Subject: CVS commit: pkgsrc/mail/spamassassin
From: Greg Troxel
Date: 2022-12-17 15:29:34
Message id: 20221217142934.2615DFA90@cvs.NetBSD.org

Log Message:
mail/spamassassin: Update to 4.0.0

Tested on NetBSD 9 amd64 with postfix and spamass-milter.  NB the rule
renaming below and the modified init.pre, which will not be merged by
updating if init.pre is locally modifed.

Upstream Release Notes:

Introduction
------------

Apache SpamAssassin 4.0.0 contains numerous tweaks and bug fixes over
the past releases. In particular, it includes major changes that
significantly improve the handling of text in international language.

As with any major release, there are countless functional patches and
improvements to upgrade to 4.0.0. Apache SpamAssassin 4.0.0 includes
several years of fixes that significantly improve classification and
performance. It has been thoroughly tested in production systems. We
strongly recommend upgrading as soon as possible.

Notable features:
=================

New plugins
-----------

There are three new plugins added with this release:

#1 Mail::SpamAssassin::Plugin::ExtractText

This plugin uses external tools to extract text from message parts,
and then sets the text as the rendered part. All SpamAssassin rules
that apply to the rendered part will run on the extracted text as
well.

#2 Mail::SpamAssassin::Plugin::DMARC

This plugin checks if emails match DMARC policy after parsing DKIM and
SPF results.

#3 Mail::SpamAssassin::Plugin::DecodeShortURLs

This plugin looks for URLs shortened by a list of URL shortening
services. Upon finding a matching URL, plugin will send a HTTP request
to the shortening service and retrieve the Location-header which
points to the actual shortened URL. It then adds this URL to the list
of URIs extracted by SpamAssassin which can then be accessed by uri
rules and plugins such as URIDNSBL.

Removed plugin
--------------

HashCash module, formerly deprecated, has now been removed completely

Notable changes
---------------

This release includes fixes for the following:

  - Support for international text such as UTF-8 rules has been
     completed and significantly improved to include native UTF-8
     processing

  - Bayes plugin has been improved to skip common words aka noise
     words written in languages other than English

  - OLEVBMacro plugin has been improved in order to detect more
     Microsoft Office macros and dangerous content. It has also been
     improved to extract URIs from Office documents for automatic
     inclusion in rules such as RBL lookups.

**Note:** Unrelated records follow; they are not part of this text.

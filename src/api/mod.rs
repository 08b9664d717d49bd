//! API Module
//!
//! HTTP layer: route configuration and request handlers.

pub mod handlers;
pub mod routes;

// Re-export public types
pub use handlers::AppState;
pub use routes::create_router;
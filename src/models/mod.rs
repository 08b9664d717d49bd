//! Data Transfer Objects
//!
//! Request and response body structures for the proxy API.

mod requests;
mod responses;

pub use requests::{NearbyQuery, DEFAULT_LOCATION, DEFAULT_PLACE_TYPE};
pub use responses::{HealthResponse, PlacesResponse, StatsResponse};
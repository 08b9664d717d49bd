//! Places Module
//!
//! Upstream client for the nearby-places API: transport abstraction,
//! response decoding, and the cache-first fetch logic.

mod client;
mod decode;
mod getter;

use serde::Serialize;

// Re-export public types
pub use client::{PlacesClient, RequestKey, SearchParams, SEARCH_RADIUS_METERS};
pub use decode::decode_results;
pub use getter::{Getter, HttpGetter};

// == Place ==
/// One search result: a display name and a geographic point.
///
/// Immutable once decoded.
#[derive(Debug, Clone, PartialEq, Serialize)]
pub struct Place {
    /// Display name of the place
    pub name: String,
    /// Latitude in floating-point degrees
    pub lat: f64,
    /// Longitude in floating-point degrees
    pub lng: f64,
}

/// An ordered sequence of places, in upstream-provided order.
///
/// Order is significant and preserved, never re-sorted.
pub type ResultSet = Vec<Place>;
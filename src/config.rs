//! Configuration Module
//!
//! Handles loading and managing proxy configuration from environment variables.

use std::env;
use std::time::Duration;

/// Default upstream nearby-search endpoint.
pub const DEFAULT_UPSTREAM_URL: &str =
    "https://maps.googleapis.com/maps/api/place/nearbysearch/json";

/// Proxy configuration parameters.
///
/// All values can be configured via environment variables with sensible defaults.
#[derive(Debug, Clone)]
pub struct Config {
    /// Base URL of the upstream nearby-search API
    pub upstream_url: String,
    /// TTL in seconds for cached upstream responses
    pub cache_ttl_secs: u64,
    /// HTTP server port
    pub server_port: u16,
}

impl Config {
    /// Creates a new Config by loading values from environment variables.
    ///
    /// # Environment Variables
    /// - `UPSTREAM_URL` - Base URL of the upstream API (default: Google Places Nearby Search)
    /// - `CACHE_TTL` - Response cache TTL in seconds (default: 3600)
    /// - `SERVER_PORT` - HTTP server port (default: 8080)
    pub fn from_env() -> Self {
        Self {
            upstream_url: env::var("UPSTREAM_URL")
                .unwrap_or_else(|_| DEFAULT_UPSTREAM_URL.to_string()),
            cache_ttl_secs: env::var("CACHE_TTL")
                .ok()
                .and_then(|v| v.parse().ok())
                .unwrap_or(3600),
            server_port: env::var("SERVER_PORT")
                .ok()
                .and_then(|v| v.parse().ok())
                .unwrap_or(8080),
        }
    }

    /// Returns the cache TTL as a Duration.
    pub fn cache_ttl(&self) -> Duration {
        Duration::from_secs(self.cache_ttl_secs)
    }
}

impl Default for Config {
    fn default() -> Self {
        Self {
            upstream_url: DEFAULT_UPSTREAM_URL.to_string(),
            cache_ttl_secs: 3600,
            server_port: 8080,
        }
    }
}
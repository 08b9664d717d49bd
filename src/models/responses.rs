//! Response DTOs for the proxy API
//!
//! Defines the structure of outgoing HTTP response bodies.

use serde::Serialize;

use crate::cache::StatsSnapshot;
use crate::places::{Place, ResultSet};

/// Response body for GET /nearby
#[derive(Debug, Clone, Serialize)]
pub struct PlacesResponse {
    /// Places in upstream-provided order
    pub results: Vec<Place>,
}

impl PlacesResponse {
    /// Creates a new PlacesResponse
    pub fn new(results: ResultSet) -> Self {
        Self { results }
    }
}

/// Response body for the stats endpoint (GET /stats)
#[derive(Debug, Clone, Serialize)]
pub struct StatsResponse {
    /// Number of cache hits
    pub hits: u64,
    /// Number of cache misses
    pub misses: u64,
    /// Number of entries inserted or overwritten
    pub inserts: u64,
    /// Current number of entries in the cache
    pub total_entries: usize,
    /// Hit rate (hits / (hits + misses))
    pub hit_rate: f64,
}

impl StatsResponse {
    /// Creates a new StatsResponse from a counter snapshot and entry count
    pub fn new(snapshot: StatsSnapshot, total_entries: usize) -> Self {
        let total_requests = snapshot.hits + snapshot.misses;
        let hit_rate = if total_requests > 0 {
            snapshot.hits as f64 / total_requests as f64
        } else {
            0.0
        };
        Self {
            hits: snapshot.hits,
            misses: snapshot.misses,
            inserts: snapshot.inserts,
            total_entries,
            hit_rate,
        }
    }
}

/// Response body for the health endpoint (GET /health)
#[derive(Debug, Clone, Serialize)]
pub struct HealthResponse {
    /// Health status (e.g., "healthy")
    pub status: String,
    /// Current timestamp in ISO 8601 format
    pub timestamp: String,
}

impl HealthResponse {
    /// Creates a new HealthResponse with current timestamp
    pub fn healthy() -> Self {
        Self {
            status: "healthy".to_string(),
            timestamp: chrono::Utc::now().to_rfc3339(),
        }
    }
}
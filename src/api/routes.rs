//! API Routes
//!
//! Configures the Axum router with all proxy endpoints.

use axum::{routing::get, Router};
use tower_http::{
    cors::{Any, CorsLayer},
    trace::TraceLayer,
};

use super::handlers::{health_handler, nearby_handler, stats_handler, AppState};

/// Creates the main router with all endpoints configured.
///
/// # Endpoints
/// - `GET /nearby` - Proxy a nearby-places query (cache-first)
/// - `GET /stats` - Get cache statistics
/// - `GET /health` - Health check endpoint
///
/// # Middleware
/// - CORS: Allows any origin (configurable for production)
/// - Tracing: Logs all requests for debugging
pub fn create_router(state: AppState) -> Router {
    // Configure CORS middleware
    let cors = CorsLayer::new()
        .allow_origin(Any)
        .allow_methods(Any)
        .allow_headers(Any);

    // Build router with all endpoints
    Router::new()
        .route("/nearby", get(nearby_handler))
        .route("/stats", get(stats_handler))
        .route("/health", get(health_handler))
        .layer(cors)
        .layer(TraceLayer::new_for_http())
        .with_state(state)
}
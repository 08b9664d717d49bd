//! Response Decoder
//!
//! Parses the upstream nearby-search payload into an ordered result set.
//!
//! Expected shape:
//! `{ "results": [ { "name": string, "geometry": { "location": { "lat": number, "lng": number } } } ] }`
//!
//! Unknown additional fields are ignored for forward compatibility. An
//! empty results array is valid and decodes to an empty result set.

use serde::{Deserialize, Serialize};

use crate::error::{ProxyError, Result};
use crate::places::{Place, ResultSet};

// == Wire Types ==
// Serialize is derived so tests can encode result sets back into the
// upstream shape.

#[derive(Debug, Serialize, Deserialize)]
struct NearbyResponse {
    results: Vec<RawResult>,
}

#[derive(Debug, Serialize, Deserialize)]
struct RawResult {
    name: String,
    geometry: Geometry,
}

#[derive(Debug, Serialize, Deserialize)]
struct Geometry {
    location: Location,
}

#[derive(Debug, Serialize, Deserialize)]
struct Location {
    lat: f64,
    lng: f64,
}

// == Decode ==
/// Decodes a raw upstream payload into a result set.
///
/// Fails with `MalformedResponse` if the top-level shape is absent or a
/// required field cannot be parsed.
pub fn decode_results(raw: &[u8]) -> Result<ResultSet> {
    let response: NearbyResponse =
        serde_json::from_slice(raw).map_err(|e| ProxyError::MalformedResponse(e.to_string()))?;

    Ok(response
        .results
        .into_iter()
        .map(|r| Place {
            name: r.name,
            lat: r.geometry.location.lat,
            lng: r.geometry.location.lng,
        })
        .collect())
}
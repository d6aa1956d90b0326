//! Distributed synchronization layer.
//!
//! Workers coordinate only through blocking collectives on a
//! [`Communicator`]. Buffers never cross workers except when gathered, and
//! parameters only move as full snapshots broadcast by the coordinator.

pub mod comm;
pub mod local;
pub mod sync;

pub use comm::{CommError, Communicator, SoloCommunicator, COORDINATOR};
pub use local::{launch, LocalCommunicator};
pub use sync::{broadcast_parameters, ExperienceSync, SyncStatus};
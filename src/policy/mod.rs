//! Policy networks.
//!
//! [`PolicyNetwork`] is the seam between the trainer and whatever computes
//! actions, values and gradients. [`LinearGaussianPolicy`] is always
//! available; the neural [`TchActorCritic`](network::TchActorCritic)
//! requires the `rl-nn` feature flag.

pub mod error;
pub mod gaussian;
pub mod params;
pub mod trait_;

#[cfg(feature = "rl-nn")]
pub mod network;

pub use error::ParameterError;
pub use gaussian::{GaussianPolicyConfig, LinearGaussianPolicy};
pub use params::{ParameterTensor, PolicyParameters};
pub use trait_::{feature_rows, PolicyNetwork, Prediction};

#[cfg(feature = "rl-nn")]
pub use network::TchActorCritic;
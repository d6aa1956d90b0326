//! Policy update engine.
//!
//! Provides discounted returns, the flat training batch, loss bookkeeping and
//! the PPO/A2C updater.

pub mod batch;
pub mod error;
pub mod loss;
pub mod ppo;
pub mod returns;

pub use batch::TrainingBatch;
pub use error::UpdateError;
pub use loss::{clipped_surrogate, LossFunction, LossReport, Objective};
pub use ppo::{PolicyUpdater, UpdateReport};
pub use returns::{discounted_returns, normalize};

  - You can now use Captured Tags to use tags “captured” in one rule
     inside other rules

  - sa-update(1) tool has been improved with three new options:

    #1 forcemirror: forces sa-update to use a specific mirror server,

    #2 score-multiplier: adjust all scores from update channel by a
      given multiplier to quickly level set scores to match your
      preferred threshold

    #3 score-limit adjusts all scores from update channel over a
      specified limit to a new limit

* SSL client certificate support has been improved and made easier to
   implement with spamc/spamd

* DKIM plugin can now detect ARC signatures

* More work on improving the configuration and internal coding to use
  more inclusive and less divisive language

* spamc(1) speed has been improved when both SSL and compression are
  used

* The normalize_charset option is now enabled by default. NOTE: Rules
  should not expect specific non-UTF-8 or UTF-8 encoding in the body.
  Matching is done against the raw body, which may vary depending on
  normalize_charset setting and whether UTF-8 decoding was successful.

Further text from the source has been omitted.